─── Dataset entries

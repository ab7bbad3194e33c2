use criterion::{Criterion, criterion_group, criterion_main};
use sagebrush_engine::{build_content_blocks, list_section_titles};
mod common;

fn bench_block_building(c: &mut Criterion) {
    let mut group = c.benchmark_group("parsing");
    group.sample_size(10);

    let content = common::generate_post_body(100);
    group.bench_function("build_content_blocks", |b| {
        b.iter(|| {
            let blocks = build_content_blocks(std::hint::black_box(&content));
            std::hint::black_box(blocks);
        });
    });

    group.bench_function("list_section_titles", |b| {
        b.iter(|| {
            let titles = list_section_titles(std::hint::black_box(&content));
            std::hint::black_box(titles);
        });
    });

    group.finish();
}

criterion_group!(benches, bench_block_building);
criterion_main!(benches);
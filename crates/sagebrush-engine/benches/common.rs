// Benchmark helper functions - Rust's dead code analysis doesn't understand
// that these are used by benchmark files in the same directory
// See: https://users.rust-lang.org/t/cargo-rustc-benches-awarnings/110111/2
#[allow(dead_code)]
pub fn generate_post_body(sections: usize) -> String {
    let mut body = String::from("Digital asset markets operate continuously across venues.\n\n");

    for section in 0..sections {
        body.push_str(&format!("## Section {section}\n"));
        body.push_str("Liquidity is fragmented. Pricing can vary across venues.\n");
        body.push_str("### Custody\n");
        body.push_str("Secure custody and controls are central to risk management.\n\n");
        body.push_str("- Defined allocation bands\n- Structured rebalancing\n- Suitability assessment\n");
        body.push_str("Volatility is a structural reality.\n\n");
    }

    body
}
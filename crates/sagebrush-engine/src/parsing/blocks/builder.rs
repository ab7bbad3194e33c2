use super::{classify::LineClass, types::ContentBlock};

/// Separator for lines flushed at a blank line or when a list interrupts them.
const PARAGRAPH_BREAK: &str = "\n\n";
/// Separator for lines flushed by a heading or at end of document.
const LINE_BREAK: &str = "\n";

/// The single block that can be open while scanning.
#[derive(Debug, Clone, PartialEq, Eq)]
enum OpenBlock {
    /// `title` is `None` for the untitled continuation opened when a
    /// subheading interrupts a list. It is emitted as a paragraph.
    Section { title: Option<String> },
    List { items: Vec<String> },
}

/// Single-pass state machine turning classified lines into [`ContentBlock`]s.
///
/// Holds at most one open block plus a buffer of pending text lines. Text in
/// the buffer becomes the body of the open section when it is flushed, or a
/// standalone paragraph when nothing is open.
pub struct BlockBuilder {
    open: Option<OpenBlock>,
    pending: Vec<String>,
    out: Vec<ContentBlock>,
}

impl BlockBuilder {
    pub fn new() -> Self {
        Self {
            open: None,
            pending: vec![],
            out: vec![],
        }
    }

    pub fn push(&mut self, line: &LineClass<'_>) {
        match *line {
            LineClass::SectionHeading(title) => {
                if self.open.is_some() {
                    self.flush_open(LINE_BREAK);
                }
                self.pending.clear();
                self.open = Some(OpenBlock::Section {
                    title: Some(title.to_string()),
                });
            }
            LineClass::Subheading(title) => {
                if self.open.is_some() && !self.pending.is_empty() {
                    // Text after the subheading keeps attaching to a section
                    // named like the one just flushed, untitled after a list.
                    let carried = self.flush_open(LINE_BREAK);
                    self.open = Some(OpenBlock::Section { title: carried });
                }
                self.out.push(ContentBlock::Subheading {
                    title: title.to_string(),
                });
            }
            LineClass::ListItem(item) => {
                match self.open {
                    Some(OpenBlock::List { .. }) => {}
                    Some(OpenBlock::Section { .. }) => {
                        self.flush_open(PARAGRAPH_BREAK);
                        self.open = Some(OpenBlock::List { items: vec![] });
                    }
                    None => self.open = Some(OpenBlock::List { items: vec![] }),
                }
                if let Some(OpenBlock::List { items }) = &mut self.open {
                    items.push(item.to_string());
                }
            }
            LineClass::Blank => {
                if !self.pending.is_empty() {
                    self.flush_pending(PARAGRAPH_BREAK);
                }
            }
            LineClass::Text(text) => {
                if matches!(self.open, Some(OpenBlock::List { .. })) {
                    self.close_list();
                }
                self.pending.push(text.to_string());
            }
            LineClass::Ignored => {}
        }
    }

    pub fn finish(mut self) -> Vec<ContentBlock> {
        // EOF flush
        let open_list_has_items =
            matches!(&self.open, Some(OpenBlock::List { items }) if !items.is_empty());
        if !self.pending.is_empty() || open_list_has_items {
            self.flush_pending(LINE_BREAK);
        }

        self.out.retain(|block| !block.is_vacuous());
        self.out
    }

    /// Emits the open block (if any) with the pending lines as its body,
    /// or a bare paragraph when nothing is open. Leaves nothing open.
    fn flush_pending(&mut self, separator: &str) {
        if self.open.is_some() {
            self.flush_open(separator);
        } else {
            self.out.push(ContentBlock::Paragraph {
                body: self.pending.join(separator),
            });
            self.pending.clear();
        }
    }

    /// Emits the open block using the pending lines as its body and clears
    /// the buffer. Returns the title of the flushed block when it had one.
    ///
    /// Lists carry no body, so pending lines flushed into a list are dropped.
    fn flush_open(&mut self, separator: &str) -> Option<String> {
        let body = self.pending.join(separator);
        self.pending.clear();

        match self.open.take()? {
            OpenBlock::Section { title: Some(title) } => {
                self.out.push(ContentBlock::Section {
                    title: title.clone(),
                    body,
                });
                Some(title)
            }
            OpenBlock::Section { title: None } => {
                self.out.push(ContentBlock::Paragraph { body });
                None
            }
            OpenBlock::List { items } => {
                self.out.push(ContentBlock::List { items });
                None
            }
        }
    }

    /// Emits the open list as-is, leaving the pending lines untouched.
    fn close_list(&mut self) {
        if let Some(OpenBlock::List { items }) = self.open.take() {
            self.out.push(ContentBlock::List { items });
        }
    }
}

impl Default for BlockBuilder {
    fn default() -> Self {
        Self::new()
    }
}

──────

* [Work required] Scan the material above for "impl". Copy every line where it appears.

* [Completed exercise]
impl BlockBuilder {
impl Default for BlockBuilder {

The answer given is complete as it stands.